Task instructions >>
Which lines run from the one containing "assert_eq!(y1 - y0, layout.cell" to the end of the entries? Copy them exactly, both ends included, and give nothing else.

(Stored items)
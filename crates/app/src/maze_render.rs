//! Rendering for the maze, racers and side panel. Reads state only.

use app::{format_seed, format_snapshot_hash, parse_hex_color, position_lines, status_text};
use macroquad::prelude::*;
use race_core::sync::SyncChannel;
use race_core::{Direction, GameState, Maze, Pos, Session};

const MARGIN: f32 = 20.0;
const STATUS_HEIGHT: f32 = 40.0;
const PANEL_WIDTH: f32 = 260.0;
const LINE_HEIGHT: f32 = 22.0;
const FONT_SIZE: f32 = 20.0;
const WALL_THICKNESS: f32 = 2.0;
const WALL_COLOR: Color = Color { r: 0.85, g: 0.85, b: 0.85, a: 1.0 };
const EXIT_COLOR: Color = Color { r: 0.2, g: 0.7, b: 0.3, a: 1.0 };
const PANEL_BORDER: Color = Color { r: 0.2, g: 0.2, b: 0.2, a: 1.0 };

/// Where the grid sits on screen and how big each cell is.
#[derive(Clone, Copy, Debug, PartialEq)]
pub struct MazeLayout {
    pub origin_x: f32,
    pub origin_y: f32,
    pub cell: f32,
}

impl MazeLayout {
    /// Fits square cells into the area left of the side panel and below the status line.
    pub fn fit(screen_w: f32, screen_h: f32, maze: &Maze) -> Self {
        let avail_w = (screen_w - PANEL_WIDTH - MARGIN * 3.0).max(0.0);
        let avail_h = (screen_h - STATUS_HEIGHT - MARGIN * 2.0).max(0.0);
        let cell = (avail_w / maze.width() as f32).min(avail_h / maze.height() as f32);
        Self { origin_x: MARGIN, origin_y: MARGIN + STATUS_HEIGHT, cell }
    }

    pub fn cell_origin(&self, pos: Pos) -> (f32, f32) {
        (self.origin_x + pos.x as f32 * self.cell, self.origin_y + pos.y as f32 * self.cell)
    }

    pub fn cell_center(&self, pos: Pos) -> (f32, f32) {
        let (x, y) = self.cell_origin(pos);
        (x + self.cell / 2.0, y + self.cell / 2.0)
    }

    fn right_edge(&self, maze: &Maze) -> f32 {
        self.origin_x + maze.width() as f32 * self.cell
    }
}

pub fn draw_frame<C: SyncChannel>(session: &Session<C>) {
    let state = session.state();
    let layout = MazeLayout::fit(screen_width(), screen_height(), state.maze());

    draw_text(
        &status_text(state, session.local_player()),
        MARGIN,
        MARGIN + FONT_SIZE,
        FONT_SIZE * 1.2,
        WHITE,
    );
    draw_exit(state, &layout);
    draw_walls(state.maze(), &layout);
    draw_players(state, &layout);
    draw_side_panel(session, &layout);
}

fn draw_exit(state: &GameState, layout: &MazeLayout) {
    if let Some(exit) = state.maze().exit() {
        let (x, y) = layout.cell_origin(exit);
        draw_rectangle(x, y, layout.cell, layout.cell, EXIT_COLOR);
    }
}

fn draw_walls(maze: &Maze, layout: &MazeLayout) {
    for cell in maze.cells() {
        let (x, y) = layout.cell_origin(cell.pos);
        let size = layout.cell;
        for direction in Direction::ALL {
            if !cell.walls.has(direction) {
                continue;
            }
            let (x1, y1, x2, y2) = match direction {
                Direction::Up => (x, y, x + size, y),
                Direction::Right => (x + size, y, x + size, y + size),
                Direction::Down => (x, y + size, x + size, y + size),
                Direction::Left => (x, y, x, y + size),
            };
            draw_line(x1, y1, x2, y2, WALL_THICKNESS, WALL_COLOR);
        }
    }
}

fn draw_players(state: &GameState, layout: &MazeLayout) {
    let radius = layout.cell * 0.35;
    for player in state.players() {
        let (cx, cy) = layout.cell_center(player.pos);
        draw_circle(cx, cy, radius, player_color(&player.color));
    }
}

fn player_color(raw: &str) -> Color {
    match parse_hex_color(raw) {
        Some([r, g, b]) => Color::from_rgba(r, g, b, 255),
        None => GRAY,
    }
}

fn draw_side_panel<C: SyncChannel>(session: &Session<C>, layout: &MazeLayout) {
    let state = session.state();
    let panel_x = layout.right_edge(state.maze()) + MARGIN;
    let panel_y = layout.origin_y;
    let panel_h = (screen_height() - panel_y - MARGIN).max(0.0);
    draw_rectangle_lines(panel_x, panel_y, PANEL_WIDTH, panel_h, 1.0, PANEL_BORDER);

    let text_x = panel_x + 15.0;
    let mut text_y = panel_y + 25.0;

    let (indicator, label) = if session.is_connected() {
        (GREEN, "Peer: connected")
    } else {
        (DARKGRAY, "Peer: offline")
    };
    draw_circle(text_x + 5.0, text_y - 6.0, 5.0, indicator);
    draw_text(label, text_x + 18.0, text_y, FONT_SIZE, WHITE);
    text_y += LINE_HEIGHT * 1.5;

    for (line, player) in position_lines(state).iter().zip(state.players()) {
        draw_circle(text_x + 5.0, text_y - 6.0, 5.0, player_color(&player.color));
        draw_text(line, text_x + 18.0, text_y, FONT_SIZE, WHITE);
        text_y += LINE_HEIGHT;
    }
    text_y += LINE_HEIGHT / 2.0;

    for line in [
        format!("Seed: {}", format_seed(session.seed())),
        format!("Revision: {}", state.revision()),
        format!("Hash: {}", format_snapshot_hash(state.snapshot_hash())),
    ] {
        draw_text(&line, text_x, text_y, FONT_SIZE * 0.8, LIGHTGRAY);
        text_y += LINE_HEIGHT;
    }
}

#[cfg(test)]
mod tests {
    use super::*;
    use race_core::generate_seeded;

    #[test]
    fn layout_uses_the_tighter_axis() {
        let maze = generate_seeded(10, 5, 1).expect("maze");
        let layout = MazeLayout::fit(1000.0, 750.0, &maze);
        let avail_w = 1000.0 - PANEL_WIDTH - MARGIN * 3.0;
        assert_eq!(layout.cell, avail_w / 10.0);
        assert!(layout.cell * 5.0 <= 750.0 - STATUS_HEIGHT - MARGIN * 2.0);
    }

    #[test]
    fn cell_centers_step_by_one_cell() {
        let maze = generate_seeded(4, 4, 1).expect("maze");
        let layout = MazeLayout::fit(1000.0, 750.0, &maze);
        let (x0, y0) = layout.cell_center(Pos::new(0, 0));
        let (x1, y1) = layout.cell_center(Pos::new(1, 2));
        assert_eq!(x1 - x0, layout.cell);
        assert_eq!(y1 - y0, layout.cell * 2.0);
    }

    #[test]
    fn tiny_window_collapses_to_zero_sized_cells() {
        let maze = generate_seeded(3, 3, 1).expect("maze");
        assert_eq!(MazeLayout::fit(10.0, 10.0, &maze).cell, 0.0);
    }
}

Exercise response >>
        assert_eq!(y1 - y0, layout.cell * 2.0);
    }

    #[test]
    fn tiny_window_collapses_to_zero_sized_cells() {
        let maze = generate_seeded(3, 3, 1).expect("maze");
        assert_eq!(MazeLayout::fit(10.0, 10.0, &maze).cell, 0.0);
    }
}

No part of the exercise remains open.